(Information shown Opens)

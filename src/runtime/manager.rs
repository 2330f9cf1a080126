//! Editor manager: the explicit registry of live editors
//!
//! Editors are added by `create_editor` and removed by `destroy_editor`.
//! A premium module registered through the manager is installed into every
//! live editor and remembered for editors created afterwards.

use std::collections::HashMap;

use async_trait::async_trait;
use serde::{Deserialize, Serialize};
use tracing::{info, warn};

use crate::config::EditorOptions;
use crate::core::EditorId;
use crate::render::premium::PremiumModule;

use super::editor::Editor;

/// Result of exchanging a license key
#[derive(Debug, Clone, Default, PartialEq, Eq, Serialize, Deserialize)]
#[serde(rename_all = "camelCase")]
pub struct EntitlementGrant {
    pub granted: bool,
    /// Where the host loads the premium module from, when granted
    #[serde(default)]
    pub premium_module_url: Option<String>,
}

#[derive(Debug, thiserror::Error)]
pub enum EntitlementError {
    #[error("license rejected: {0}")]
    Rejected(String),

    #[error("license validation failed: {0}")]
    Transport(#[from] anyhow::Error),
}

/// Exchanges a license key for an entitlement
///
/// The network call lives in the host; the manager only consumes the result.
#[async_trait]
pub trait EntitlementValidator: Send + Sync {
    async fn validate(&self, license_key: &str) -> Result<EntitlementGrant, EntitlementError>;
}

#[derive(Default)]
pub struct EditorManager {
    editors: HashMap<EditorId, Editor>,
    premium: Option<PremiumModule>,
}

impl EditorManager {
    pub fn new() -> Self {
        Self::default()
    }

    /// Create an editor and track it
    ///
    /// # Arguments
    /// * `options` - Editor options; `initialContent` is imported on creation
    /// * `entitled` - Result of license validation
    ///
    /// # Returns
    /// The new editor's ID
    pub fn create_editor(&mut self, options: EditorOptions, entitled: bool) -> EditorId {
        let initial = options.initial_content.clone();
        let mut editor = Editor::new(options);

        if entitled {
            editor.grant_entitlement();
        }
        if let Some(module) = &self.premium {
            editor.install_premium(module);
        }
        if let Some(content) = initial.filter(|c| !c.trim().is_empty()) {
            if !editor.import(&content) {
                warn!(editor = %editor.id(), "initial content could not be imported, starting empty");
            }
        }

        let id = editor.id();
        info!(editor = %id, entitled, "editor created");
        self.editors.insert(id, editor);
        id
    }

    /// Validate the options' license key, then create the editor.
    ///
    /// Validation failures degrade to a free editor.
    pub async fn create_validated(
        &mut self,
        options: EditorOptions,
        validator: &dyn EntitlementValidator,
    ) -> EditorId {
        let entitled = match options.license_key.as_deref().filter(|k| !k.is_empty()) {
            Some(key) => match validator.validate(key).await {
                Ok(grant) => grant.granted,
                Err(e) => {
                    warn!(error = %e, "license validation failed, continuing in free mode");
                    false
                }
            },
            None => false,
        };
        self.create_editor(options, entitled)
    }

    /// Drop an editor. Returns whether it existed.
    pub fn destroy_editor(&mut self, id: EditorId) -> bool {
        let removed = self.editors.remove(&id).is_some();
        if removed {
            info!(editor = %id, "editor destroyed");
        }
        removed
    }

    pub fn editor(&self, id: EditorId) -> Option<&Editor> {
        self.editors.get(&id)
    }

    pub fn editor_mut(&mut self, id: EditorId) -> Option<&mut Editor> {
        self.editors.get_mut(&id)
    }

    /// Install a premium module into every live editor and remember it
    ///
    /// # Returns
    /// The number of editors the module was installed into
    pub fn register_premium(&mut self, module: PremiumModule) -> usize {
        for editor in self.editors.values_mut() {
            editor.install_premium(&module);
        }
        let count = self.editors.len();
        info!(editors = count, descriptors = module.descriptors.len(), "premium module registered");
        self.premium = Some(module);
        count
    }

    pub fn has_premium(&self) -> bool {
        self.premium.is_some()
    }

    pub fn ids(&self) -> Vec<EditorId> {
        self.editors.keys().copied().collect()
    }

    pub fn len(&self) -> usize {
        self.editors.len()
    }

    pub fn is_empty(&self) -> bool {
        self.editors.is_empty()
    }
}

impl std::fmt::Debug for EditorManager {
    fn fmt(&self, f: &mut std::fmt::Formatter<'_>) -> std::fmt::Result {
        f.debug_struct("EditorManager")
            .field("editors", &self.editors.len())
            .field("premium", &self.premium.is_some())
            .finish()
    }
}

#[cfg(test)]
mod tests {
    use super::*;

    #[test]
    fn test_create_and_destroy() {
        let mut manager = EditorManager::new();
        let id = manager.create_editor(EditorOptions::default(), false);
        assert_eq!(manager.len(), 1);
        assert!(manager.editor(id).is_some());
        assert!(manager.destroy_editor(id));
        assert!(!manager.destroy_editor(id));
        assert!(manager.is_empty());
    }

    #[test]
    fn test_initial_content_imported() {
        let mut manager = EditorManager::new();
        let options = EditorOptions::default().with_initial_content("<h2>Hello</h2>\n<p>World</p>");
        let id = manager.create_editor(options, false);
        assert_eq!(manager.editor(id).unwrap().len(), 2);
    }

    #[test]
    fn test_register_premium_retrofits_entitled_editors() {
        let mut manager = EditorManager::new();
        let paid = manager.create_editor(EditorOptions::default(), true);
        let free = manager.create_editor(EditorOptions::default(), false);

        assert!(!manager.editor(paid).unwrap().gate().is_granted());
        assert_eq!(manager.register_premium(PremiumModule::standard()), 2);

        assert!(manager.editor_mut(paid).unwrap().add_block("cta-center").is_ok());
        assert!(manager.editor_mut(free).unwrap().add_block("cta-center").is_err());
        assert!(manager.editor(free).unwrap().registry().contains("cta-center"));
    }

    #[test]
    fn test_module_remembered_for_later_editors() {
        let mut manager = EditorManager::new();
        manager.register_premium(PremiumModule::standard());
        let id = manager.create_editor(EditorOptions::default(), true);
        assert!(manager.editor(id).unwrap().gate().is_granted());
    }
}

(Information shown Closes)
(Information shown Opens)

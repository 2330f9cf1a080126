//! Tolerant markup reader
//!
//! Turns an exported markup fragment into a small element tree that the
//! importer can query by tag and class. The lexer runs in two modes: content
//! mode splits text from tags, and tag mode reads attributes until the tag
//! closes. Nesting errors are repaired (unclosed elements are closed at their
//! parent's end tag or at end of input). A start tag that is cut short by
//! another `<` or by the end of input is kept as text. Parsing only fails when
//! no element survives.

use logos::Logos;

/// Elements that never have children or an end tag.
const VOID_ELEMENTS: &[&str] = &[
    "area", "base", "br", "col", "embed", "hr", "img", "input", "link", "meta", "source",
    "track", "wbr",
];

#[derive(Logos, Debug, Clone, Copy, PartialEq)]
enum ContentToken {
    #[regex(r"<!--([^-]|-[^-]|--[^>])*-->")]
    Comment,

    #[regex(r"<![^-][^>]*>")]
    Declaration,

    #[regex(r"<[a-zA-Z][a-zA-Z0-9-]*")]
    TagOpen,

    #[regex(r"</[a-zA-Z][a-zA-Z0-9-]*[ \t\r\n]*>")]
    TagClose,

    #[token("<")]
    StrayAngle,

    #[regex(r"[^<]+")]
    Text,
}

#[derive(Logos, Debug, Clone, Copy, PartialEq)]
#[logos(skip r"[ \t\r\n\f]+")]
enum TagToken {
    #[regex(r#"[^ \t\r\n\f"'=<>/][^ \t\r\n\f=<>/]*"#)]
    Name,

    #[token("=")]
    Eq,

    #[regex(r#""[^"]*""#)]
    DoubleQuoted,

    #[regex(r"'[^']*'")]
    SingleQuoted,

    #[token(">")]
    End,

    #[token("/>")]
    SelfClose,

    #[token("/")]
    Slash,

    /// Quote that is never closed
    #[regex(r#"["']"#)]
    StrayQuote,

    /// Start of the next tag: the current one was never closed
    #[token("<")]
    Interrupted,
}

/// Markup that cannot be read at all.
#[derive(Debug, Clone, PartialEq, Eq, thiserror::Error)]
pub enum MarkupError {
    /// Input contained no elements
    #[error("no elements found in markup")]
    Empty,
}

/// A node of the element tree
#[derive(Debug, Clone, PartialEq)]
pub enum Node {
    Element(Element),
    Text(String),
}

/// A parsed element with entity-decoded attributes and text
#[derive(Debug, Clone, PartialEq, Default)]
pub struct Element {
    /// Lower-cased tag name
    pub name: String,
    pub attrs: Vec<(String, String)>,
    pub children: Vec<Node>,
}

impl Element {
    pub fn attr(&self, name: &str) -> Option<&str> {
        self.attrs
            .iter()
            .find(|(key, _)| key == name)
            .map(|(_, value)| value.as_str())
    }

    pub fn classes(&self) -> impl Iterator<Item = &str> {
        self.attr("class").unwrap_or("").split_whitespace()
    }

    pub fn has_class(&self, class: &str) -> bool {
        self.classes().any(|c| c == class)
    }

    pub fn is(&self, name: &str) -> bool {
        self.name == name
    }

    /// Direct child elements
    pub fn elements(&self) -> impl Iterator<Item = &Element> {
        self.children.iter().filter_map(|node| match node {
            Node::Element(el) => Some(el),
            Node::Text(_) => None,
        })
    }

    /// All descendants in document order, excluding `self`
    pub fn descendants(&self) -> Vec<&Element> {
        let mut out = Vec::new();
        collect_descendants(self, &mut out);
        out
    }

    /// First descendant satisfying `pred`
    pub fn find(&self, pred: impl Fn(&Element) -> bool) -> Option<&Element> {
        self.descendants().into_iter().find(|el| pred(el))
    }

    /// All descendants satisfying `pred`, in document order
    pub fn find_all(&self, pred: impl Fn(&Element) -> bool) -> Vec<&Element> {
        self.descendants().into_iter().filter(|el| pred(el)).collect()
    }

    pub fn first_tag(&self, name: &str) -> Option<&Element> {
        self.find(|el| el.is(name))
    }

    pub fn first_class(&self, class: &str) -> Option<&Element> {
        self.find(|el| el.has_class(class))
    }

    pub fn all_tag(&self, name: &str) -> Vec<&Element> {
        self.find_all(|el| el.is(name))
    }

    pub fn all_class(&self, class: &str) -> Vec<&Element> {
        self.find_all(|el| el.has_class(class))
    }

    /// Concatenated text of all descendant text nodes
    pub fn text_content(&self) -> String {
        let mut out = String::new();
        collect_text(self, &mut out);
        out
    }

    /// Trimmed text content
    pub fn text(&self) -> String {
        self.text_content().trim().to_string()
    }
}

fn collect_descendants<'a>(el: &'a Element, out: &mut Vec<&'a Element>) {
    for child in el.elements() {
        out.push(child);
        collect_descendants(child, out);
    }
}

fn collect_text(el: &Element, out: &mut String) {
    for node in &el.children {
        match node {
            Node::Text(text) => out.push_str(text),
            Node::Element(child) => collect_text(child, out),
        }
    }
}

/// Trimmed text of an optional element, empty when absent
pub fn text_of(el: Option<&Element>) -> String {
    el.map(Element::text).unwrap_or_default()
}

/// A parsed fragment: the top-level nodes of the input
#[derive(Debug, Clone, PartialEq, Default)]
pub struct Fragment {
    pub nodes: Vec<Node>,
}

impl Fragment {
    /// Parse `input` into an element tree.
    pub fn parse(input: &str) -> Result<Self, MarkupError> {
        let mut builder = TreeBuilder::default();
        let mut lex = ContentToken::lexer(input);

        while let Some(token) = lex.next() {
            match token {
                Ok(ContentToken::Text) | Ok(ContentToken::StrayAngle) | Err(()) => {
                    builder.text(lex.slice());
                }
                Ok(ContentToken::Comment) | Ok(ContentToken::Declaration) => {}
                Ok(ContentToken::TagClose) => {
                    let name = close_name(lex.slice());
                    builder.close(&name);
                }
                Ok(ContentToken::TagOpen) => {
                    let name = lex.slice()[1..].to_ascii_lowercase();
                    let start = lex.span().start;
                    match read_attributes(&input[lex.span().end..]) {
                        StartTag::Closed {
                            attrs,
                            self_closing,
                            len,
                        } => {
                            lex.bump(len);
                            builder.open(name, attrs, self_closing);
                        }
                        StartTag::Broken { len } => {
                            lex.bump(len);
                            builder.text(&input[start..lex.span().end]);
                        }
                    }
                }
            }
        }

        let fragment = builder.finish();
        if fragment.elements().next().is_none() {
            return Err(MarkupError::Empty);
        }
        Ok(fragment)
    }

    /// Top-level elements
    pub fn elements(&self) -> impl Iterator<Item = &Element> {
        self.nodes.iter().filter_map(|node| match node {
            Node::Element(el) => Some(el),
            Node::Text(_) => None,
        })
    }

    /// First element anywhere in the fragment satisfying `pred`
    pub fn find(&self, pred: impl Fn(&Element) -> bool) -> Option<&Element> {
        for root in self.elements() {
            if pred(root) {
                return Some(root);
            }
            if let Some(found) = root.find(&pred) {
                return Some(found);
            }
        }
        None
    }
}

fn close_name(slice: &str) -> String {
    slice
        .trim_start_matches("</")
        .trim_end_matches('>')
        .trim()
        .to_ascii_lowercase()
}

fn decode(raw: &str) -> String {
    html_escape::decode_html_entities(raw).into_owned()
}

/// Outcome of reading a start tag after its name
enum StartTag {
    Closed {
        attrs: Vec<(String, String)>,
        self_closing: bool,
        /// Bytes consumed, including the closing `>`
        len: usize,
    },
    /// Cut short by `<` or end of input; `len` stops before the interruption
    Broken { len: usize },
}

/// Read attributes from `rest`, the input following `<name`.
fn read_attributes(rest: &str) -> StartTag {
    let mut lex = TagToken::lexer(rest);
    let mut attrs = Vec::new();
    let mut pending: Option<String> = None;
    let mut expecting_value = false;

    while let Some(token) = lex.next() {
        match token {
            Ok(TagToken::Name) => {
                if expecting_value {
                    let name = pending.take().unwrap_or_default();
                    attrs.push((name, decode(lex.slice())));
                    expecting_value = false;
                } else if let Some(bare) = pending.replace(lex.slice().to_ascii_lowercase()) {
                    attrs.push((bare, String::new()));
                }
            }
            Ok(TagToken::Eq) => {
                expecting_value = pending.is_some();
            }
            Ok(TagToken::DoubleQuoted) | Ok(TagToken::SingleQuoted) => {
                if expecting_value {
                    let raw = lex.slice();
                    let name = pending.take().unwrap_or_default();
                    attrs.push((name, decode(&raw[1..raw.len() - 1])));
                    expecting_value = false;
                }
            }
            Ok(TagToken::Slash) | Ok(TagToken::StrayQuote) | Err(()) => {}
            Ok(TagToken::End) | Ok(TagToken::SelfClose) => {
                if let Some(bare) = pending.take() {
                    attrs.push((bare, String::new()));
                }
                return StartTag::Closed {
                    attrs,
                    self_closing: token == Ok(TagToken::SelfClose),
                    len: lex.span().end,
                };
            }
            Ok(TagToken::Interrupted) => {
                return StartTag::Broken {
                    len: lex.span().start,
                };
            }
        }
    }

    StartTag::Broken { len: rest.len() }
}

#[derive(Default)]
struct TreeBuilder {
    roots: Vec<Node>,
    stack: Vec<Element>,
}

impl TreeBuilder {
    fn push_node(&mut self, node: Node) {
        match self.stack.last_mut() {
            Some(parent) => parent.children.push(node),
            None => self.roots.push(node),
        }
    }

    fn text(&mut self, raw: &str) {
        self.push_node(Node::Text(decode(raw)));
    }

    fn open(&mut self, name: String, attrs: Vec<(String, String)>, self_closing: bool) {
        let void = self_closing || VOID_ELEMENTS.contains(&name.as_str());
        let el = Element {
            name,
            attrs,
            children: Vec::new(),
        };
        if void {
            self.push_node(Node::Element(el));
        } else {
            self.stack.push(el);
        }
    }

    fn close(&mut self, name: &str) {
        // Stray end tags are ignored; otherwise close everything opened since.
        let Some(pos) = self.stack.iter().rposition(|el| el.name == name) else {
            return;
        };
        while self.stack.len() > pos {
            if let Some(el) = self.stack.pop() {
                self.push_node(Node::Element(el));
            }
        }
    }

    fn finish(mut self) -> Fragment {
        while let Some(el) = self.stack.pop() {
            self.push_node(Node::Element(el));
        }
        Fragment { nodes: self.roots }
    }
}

(Information shown Closes)
(Information shown Opens)

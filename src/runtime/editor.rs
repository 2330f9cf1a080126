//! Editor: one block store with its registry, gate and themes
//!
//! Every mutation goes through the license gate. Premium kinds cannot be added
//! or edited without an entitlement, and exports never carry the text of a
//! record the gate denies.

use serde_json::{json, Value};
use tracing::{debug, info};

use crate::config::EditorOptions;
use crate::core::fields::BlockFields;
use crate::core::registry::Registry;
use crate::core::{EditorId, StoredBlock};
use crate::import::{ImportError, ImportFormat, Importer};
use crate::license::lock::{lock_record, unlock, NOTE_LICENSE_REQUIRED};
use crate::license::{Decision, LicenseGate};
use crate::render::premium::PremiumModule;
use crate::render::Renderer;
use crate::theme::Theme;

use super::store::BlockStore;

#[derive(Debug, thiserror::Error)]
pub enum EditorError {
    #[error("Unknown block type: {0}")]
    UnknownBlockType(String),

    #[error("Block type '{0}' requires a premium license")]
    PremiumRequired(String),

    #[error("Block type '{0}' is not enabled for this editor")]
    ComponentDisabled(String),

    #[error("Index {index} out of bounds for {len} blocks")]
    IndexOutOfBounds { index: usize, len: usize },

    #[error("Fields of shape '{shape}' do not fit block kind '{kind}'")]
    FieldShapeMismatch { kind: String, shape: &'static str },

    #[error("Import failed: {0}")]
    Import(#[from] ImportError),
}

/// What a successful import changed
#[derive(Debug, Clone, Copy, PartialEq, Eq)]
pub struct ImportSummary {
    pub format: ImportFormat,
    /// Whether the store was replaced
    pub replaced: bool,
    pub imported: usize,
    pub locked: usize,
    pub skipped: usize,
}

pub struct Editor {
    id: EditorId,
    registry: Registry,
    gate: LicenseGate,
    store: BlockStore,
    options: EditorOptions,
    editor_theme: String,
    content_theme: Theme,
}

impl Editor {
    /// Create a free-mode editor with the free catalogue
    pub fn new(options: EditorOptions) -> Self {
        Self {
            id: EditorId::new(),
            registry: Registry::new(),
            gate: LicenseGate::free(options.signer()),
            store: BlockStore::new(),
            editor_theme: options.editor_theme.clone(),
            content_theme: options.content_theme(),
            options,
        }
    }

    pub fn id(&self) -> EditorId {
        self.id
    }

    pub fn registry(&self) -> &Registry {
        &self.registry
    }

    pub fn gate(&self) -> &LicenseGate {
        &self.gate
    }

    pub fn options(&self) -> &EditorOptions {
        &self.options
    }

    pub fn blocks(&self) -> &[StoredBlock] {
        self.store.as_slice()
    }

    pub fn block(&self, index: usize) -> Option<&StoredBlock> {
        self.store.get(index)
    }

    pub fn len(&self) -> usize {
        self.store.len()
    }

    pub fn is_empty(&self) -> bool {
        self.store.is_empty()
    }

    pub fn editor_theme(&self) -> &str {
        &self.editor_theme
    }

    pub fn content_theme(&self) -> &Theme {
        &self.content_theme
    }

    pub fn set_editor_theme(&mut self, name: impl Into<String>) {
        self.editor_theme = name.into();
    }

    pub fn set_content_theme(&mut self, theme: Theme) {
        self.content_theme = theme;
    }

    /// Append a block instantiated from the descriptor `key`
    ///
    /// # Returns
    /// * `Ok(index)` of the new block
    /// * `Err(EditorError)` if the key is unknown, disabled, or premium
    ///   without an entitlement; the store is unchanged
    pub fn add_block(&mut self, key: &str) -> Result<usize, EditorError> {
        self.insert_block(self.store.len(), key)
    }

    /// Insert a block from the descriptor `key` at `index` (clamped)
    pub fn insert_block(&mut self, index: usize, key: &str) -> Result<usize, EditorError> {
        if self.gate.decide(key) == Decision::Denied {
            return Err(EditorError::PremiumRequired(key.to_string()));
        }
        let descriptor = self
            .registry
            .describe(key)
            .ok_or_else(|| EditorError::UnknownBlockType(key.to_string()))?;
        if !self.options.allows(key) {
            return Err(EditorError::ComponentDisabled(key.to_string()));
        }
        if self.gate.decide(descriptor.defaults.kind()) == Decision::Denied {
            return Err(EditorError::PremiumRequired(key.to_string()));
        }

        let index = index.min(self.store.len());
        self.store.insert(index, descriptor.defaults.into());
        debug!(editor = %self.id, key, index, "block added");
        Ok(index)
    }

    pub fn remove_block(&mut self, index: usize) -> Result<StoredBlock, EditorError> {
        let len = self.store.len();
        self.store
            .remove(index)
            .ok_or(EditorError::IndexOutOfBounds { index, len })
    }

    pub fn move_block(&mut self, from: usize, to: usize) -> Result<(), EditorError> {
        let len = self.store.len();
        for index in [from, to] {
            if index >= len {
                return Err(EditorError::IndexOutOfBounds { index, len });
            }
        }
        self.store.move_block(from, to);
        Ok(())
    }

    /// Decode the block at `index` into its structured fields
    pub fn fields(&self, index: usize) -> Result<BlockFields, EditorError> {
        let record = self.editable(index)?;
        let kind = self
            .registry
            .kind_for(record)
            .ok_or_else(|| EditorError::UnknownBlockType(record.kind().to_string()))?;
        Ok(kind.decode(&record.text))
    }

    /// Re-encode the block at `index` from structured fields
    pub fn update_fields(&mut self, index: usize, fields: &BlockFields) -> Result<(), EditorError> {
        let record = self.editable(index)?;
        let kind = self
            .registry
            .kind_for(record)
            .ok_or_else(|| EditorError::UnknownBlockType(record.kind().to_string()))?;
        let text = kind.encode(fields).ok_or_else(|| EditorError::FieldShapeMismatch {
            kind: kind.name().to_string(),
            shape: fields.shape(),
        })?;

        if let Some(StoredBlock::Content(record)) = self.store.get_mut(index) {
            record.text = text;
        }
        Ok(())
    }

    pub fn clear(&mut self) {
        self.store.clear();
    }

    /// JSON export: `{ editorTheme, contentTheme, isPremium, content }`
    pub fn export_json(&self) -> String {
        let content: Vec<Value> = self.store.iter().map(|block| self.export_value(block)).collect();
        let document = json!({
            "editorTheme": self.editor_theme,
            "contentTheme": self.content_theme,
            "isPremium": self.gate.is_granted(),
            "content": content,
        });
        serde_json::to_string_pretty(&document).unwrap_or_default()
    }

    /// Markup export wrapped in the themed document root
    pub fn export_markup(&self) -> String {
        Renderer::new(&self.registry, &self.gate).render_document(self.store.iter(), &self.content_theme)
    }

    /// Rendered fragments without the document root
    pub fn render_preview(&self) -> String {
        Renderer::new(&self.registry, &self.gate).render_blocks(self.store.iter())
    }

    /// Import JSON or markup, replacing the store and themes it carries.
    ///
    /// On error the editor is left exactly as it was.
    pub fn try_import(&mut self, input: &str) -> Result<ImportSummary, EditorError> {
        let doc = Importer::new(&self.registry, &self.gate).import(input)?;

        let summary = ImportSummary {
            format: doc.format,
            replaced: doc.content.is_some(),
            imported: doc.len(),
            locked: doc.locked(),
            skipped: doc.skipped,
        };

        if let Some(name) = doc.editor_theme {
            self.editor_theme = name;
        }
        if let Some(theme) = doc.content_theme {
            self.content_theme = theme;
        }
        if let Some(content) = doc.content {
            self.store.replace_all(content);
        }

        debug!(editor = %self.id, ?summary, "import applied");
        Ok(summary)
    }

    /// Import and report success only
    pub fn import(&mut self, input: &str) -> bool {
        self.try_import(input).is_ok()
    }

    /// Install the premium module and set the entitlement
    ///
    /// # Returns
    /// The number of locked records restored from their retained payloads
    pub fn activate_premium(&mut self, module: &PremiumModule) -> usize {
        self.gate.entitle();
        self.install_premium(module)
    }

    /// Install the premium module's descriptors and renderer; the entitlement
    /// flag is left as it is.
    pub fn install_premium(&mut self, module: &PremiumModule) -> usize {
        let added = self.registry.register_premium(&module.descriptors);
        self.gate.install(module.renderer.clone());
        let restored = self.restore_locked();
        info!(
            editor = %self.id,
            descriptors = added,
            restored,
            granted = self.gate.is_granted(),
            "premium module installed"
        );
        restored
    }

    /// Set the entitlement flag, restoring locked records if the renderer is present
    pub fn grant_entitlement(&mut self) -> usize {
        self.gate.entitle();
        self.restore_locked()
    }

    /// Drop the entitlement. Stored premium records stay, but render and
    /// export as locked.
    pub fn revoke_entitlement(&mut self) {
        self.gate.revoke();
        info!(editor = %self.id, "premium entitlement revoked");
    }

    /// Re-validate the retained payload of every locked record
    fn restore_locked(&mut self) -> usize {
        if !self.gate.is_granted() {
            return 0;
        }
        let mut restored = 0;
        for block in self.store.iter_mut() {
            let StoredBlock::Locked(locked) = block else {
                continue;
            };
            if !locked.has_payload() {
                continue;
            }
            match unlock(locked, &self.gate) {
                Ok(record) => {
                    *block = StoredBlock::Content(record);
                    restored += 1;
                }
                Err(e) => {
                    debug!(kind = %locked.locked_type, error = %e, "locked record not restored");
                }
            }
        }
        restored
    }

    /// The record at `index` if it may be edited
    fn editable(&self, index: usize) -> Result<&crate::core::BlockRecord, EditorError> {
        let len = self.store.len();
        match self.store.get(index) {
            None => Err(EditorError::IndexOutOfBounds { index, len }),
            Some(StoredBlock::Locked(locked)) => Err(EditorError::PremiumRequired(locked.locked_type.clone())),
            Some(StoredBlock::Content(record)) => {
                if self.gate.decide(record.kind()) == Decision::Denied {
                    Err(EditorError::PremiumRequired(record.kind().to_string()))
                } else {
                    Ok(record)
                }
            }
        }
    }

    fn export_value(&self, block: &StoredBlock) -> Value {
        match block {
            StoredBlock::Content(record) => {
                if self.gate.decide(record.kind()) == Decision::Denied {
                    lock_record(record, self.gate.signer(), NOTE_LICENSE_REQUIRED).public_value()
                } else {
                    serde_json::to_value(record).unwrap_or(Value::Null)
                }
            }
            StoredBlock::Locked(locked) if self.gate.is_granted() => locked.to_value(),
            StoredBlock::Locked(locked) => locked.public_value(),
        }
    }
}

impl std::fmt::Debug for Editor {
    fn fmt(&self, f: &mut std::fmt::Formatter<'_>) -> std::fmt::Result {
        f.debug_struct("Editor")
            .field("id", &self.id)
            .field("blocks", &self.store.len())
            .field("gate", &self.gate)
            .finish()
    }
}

(Information shown Closes)

Reading through the material above, work out how many lines include "short", then state that number alone.

2